CycleChart: A Unified Consistency-Based Learning Framework for Bidirectional Chart Understanding and Generation
Dazhen Deng, Sen Yang, Yuchen He, Yuan Tian, Yingcai Wu
TL;DR
<3-5 sentence high-level summary> CycleChart presents a unified, consistency-based framework that jointly learns chart generation, schema parsing, data extraction, and chart question answering by enforcing a closed generate–parse–reason cycle. It introduces CycleChart-Bench, a lifecycle-aligned dataset built atop nvBench 2.0 with facet-augmented charts and aligned supervision across tasks. The framework demonstrates substantial gains across NL2Chart, chart parsing, data parsing, and ChartQA, and generalizes well to external benchmarks, showing the value of bidirectional semantic consistency for chart understanding. This work advances general chart reasoning and offers a rigorous benchmark and training paradigm for future multimodal chart analysis systems.
Abstract
Current chart-specific tasks, such as chart question answering, chart parsing, and chart generation, are typically studied in isolation, preventing models from learning the shared semantics that link chart generation and interpretation. We introduce CycleChart, a consistency-based learning framework for bidirectional chart understanding and generation. CycleChart adopts a schema-centric formulation as a common interface across tasks. We construct a consistent multi-task dataset, where each chart sample includes aligned annotations for schema prediction, data parsing, and question answering.

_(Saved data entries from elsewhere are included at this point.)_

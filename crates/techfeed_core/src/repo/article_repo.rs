//! Tech article repository contract and SQLite implementation.
//!
//! # Responsibility
//! - Provide the read-only query APIs over `tech_articles` storage.
//! - Keep SQL details inside the persistence boundary.
//!
//! # Invariants
//! - The repository only borrows its connection; it never opens, closes or
//!   wraps queries in transactions.
//! - Read paths reject invalid persisted dates instead of masking them.
//! - String filters use exact SQLite equality (binary collation, no trimming).

use crate::db::migrations::latest_version;
use crate::db::DbError;
use crate::model::article::{ArticleId, TechArticle, TECH_ARTICLE_COLUMNS, TECH_ARTICLE_TABLE};
use chrono::NaiveDate;
use log::warn;
use rusqlite::{params, Connection, Row, Rows};
use std::error::Error;
use std::fmt::{Display, Formatter};

const ARTICLE_SELECT_SQL: &str = "SELECT
    id,
    Title,
    Category,
    imagePath,
    Date_of_publication,
    Description,
    Content
FROM tech_articles";

const DATE_FORMAT: &str = "%Y-%m-%d";

pub type RepoResult<T> = Result<T, RepoError>;

/// Repository error for article queries.
///
/// Engine failures are carried unchanged inside `Db`.
#[derive(Debug)]
pub enum RepoError {
    Db(DbError),
    /// Connection schema is not at the expected migrated version.
    UninitializedConnection {
        expected_version: u32,
        actual_version: u32,
    },
    MissingRequiredTable(&'static str),
    MissingRequiredColumn {
        table: &'static str,
        column: &'static str,
    },
    /// Persisted row cannot be converted to `TechArticle`.
    InvalidData(String),
}

impl Display for RepoError {
    fn fmt(&self, f: &mut Formatter<'_>) -> std::fmt::Result {
        match self {
            Self::Db(err) => write!(f, "{err}"),
            Self::UninitializedConnection {
                expected_version,
                actual_version,
            } => write!(
                f,
                "article repository requires schema version {expected_version}, got {actual_version}"
            ),
            Self::MissingRequiredTable(table) => {
                write!(f, "article repository requires table `{table}`")
            }
            Self::MissingRequiredColumn { table, column } => write!(
                f,
                "article repository requires column `{column}` in table `{table}`"
            ),
            Self::InvalidData(message) => write!(f, "invalid persisted article data: {message}"),
        }
    }
}

impl Error for RepoError {
    fn source(&self) -> Option<&(dyn Error + 'static)> {
        match self {
            Self::Db(err) => Some(err),
            Self::UninitializedConnection { .. } => None,
            Self::MissingRequiredTable(_) => None,
            Self::MissingRequiredColumn { .. } => None,
            Self::InvalidData(_) => None,
        }
    }
}

impl From<DbError> for RepoError {
    fn from(value: DbError) -> Self {
        Self::Db(value)
    }
}

impl From<rusqlite::Error> for RepoError {
    fn from(value: rusqlite::Error) -> Self {
        Self::Db(DbError::Sqlite(value))
    }
}

/// Read-only query interface for tech articles.
pub trait ArticleRepository {
    /// Returns every stored article exactly once, ordered by `id`.
    fn list_articles(&self) -> RepoResult<Vec<TechArticle>>;
    /// Returns the first article whose title and description both match
    /// exactly, or `None`.
    ///
    /// `description: None` matches articles stored without a description;
    /// `Some("")` only matches an empty stored description.
    fn find_by_title_and_description(
        &self,
        title: &str,
        description: Option<&str>,
    ) -> RepoResult<Option<TechArticle>>;
    /// Returns articles of one category, newest publication date first.
    fn list_by_category(&self, category: &str) -> RepoResult<Vec<TechArticle>>;
    /// Returns each distinct category once, sorted ascending.
    fn list_categories(&self) -> RepoResult<Vec<String>>;
}

/// SQLite-backed article repository borrowing a caller-owned connection.
pub struct SqliteArticleRepository<'conn> {
    conn: &'conn Connection,
}

impl<'conn> SqliteArticleRepository<'conn> {
    /// Creates repository from a migrated connection.
    ///
    /// # Errors
    /// - `UninitializedConnection` when `user_version` is not the latest.
    /// - `MissingRequiredTable` / `MissingRequiredColumn` when the table
    ///   shape does not match the article column table.
    pub fn try_new(conn: &'conn Connection) -> RepoResult<Self> {
        ensure_article_connection_ready(conn)?;
        Ok(Self { conn })
    }
}

impl ArticleRepository for SqliteArticleRepository<'_> {
    fn list_articles(&self) -> RepoResult<Vec<TechArticle>> {
        let mut stmt = self
            .conn
            .prepare(&format!("{ARTICLE_SELECT_SQL} ORDER BY id ASC;"))?;
        let articles = collect_articles(stmt.query([])?);
        articles
    }

    fn find_by_title_and_description(
        &self,
        title: &str,
        description: Option<&str>,
    ) -> RepoResult<Option<TechArticle>> {
        let Some(found) = first_title_description_match(self.conn, title, description)? else {
            return Ok(None);
        };

        if let Some(duplicate_id) = found.duplicate_id {
            warn!(
                "event=article_lookup module=repo status=ambiguous returned_id={} duplicate_id={}",
                found.article.id, duplicate_id
            );
        }

        Ok(Some(found.article))
    }

    fn list_by_category(&self, category: &str) -> RepoResult<Vec<TechArticle>> {
        let mut stmt = self.conn.prepare(&format!(
            "{ARTICLE_SELECT_SQL}
             WHERE Category = ?1
             ORDER BY Date_of_publication DESC, id ASC;"
        ))?;
        let articles = collect_articles(stmt.query([category])?);
        articles
    }

    fn list_categories(&self) -> RepoResult<Vec<String>> {
        let mut stmt = self.conn.prepare(
            "SELECT DISTINCT Category
             FROM tech_articles
             ORDER BY Category ASC;",
        )?;

        let categories = stmt
            .query_map([], |row| row.get::<_, String>(0))?
            .collect::<Result<Vec<_>, _>>()?;
        Ok(categories)
    }
}

/// First (lowest id) title/description match, plus the id of a second
/// match when the pair is not unique.
#[derive(Debug)]
struct TitleDescriptionMatch {
    article: TechArticle,
    duplicate_id: Option<ArticleId>,
}

fn first_title_description_match(
    conn: &Connection,
    title: &str,
    description: Option<&str>,
) -> RepoResult<Option<TitleDescriptionMatch>> {
    // `IS` is NULL-safe equality. Two rows are enough to detect ambiguity.
    let mut stmt = conn.prepare(&format!(
        "{ARTICLE_SELECT_SQL}
         WHERE Title = ?1
           AND Description IS ?2
         ORDER BY id ASC
         LIMIT 2;"
    ))?;

    let mut rows = stmt.query(params![title, description])?;
    let Some(row) = rows.next()? else {
        return Ok(None);
    };
    let article = parse_article_row(row)?;
    let duplicate_id = match rows.next()? {
        Some(row) => Some(row.get::<_, ArticleId>("id")?),
        None => None,
    };

    Ok(Some(TitleDescriptionMatch {
        article,
        duplicate_id,
    }))
}

fn collect_articles(mut rows: Rows<'_>) -> RepoResult<Vec<TechArticle>> {
    let mut articles = Vec::new();
    while let Some(row) = rows.next()? {
        articles.push(parse_article_row(row)?);
    }
    Ok(articles)
}

fn parse_article_row(row: &Row<'_>) -> RepoResult<TechArticle> {
    let id: ArticleId = row.get("id")?;
    let date_text: String = row.get("Date_of_publication")?;
    let date_of_publication = parse_publication_date(&date_text).ok_or_else(|| {
        RepoError::InvalidData(format!(
            "invalid date `{date_text}` in tech_articles.Date_of_publication for id {id}"
        ))
    })?;

    Ok(TechArticle {
        id,
        title: row.get("Title")?,
        category: row.get("Category")?,
        image_path: row.get("imagePath")?,
        date_of_publication,
        description: row.get("Description")?,
        content: row.get("Content")?,
    })
}

/// Parses the stored `YYYY-MM-DD` representation of a publication date.
pub(crate) fn parse_publication_date(value: &str) -> Option<NaiveDate> {
    NaiveDate::parse_from_str(value, DATE_FORMAT).ok()
}

/// Formats a publication date the way it is stored.
pub fn format_publication_date(date: NaiveDate) -> String {
    date.format(DATE_FORMAT).to_string()
}

fn ensure_article_connection_ready(conn: &Connection) -> RepoResult<()> {
    let expected_version = latest_version();
    let actual_version: u32 = conn.query_row("PRAGMA user_version;", [], |row| row.get(0))?;
    if actual_version != expected_version {
        return Err(RepoError::UninitializedConnection {
            expected_version,
            actual_version,
        });
    }

    if !table_exists(conn, TECH_ARTICLE_TABLE)? {
        return Err(RepoError::MissingRequiredTable(TECH_ARTICLE_TABLE));
    }

    for column in TECH_ARTICLE_COLUMNS {
        if !table_has_column(conn, TECH_ARTICLE_TABLE, column.name)? {
            return Err(RepoError::MissingRequiredColumn {
                table: TECH_ARTICLE_TABLE,
                column: column.name,
            });
        }
    }

    Ok(())
}

fn table_exists(conn: &Connection, table: &str) -> RepoResult<bool> {
    let exists: i64 = conn.query_row(
        "SELECT EXISTS(
            SELECT 1
            FROM sqlite_master
            WHERE type = 'table' AND name = ?1
        );",
        [table],
        |row| row.get(0),
    )?;
    Ok(exists == 1)
}

fn table_has_column(conn: &Connection, table: &str, column: &str) -> RepoResult<bool> {
    let mut stmt = conn.prepare(&format!("PRAGMA table_info({table});"))?;
    let mut rows = stmt.query([])?;
    while let Some(row) = rows.next()? {
        let current: String = row.get(1)?;
        if current == column {
            return Ok(true);
        }
    }
    Ok(false)
}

To learn cross-directional chart semantics, CycleChart introduces a generate-parse consistency objective: the model generates a chart schema from a table and a textual query, then learns to recover the schema and data from the generated chart, enforcing semantic alignment across directions. CycleChart achieves strong results on chart generation, chart parsing, and chart question answering, demonstrating improved cross-task generalization and marking a step toward more general chart understanding models.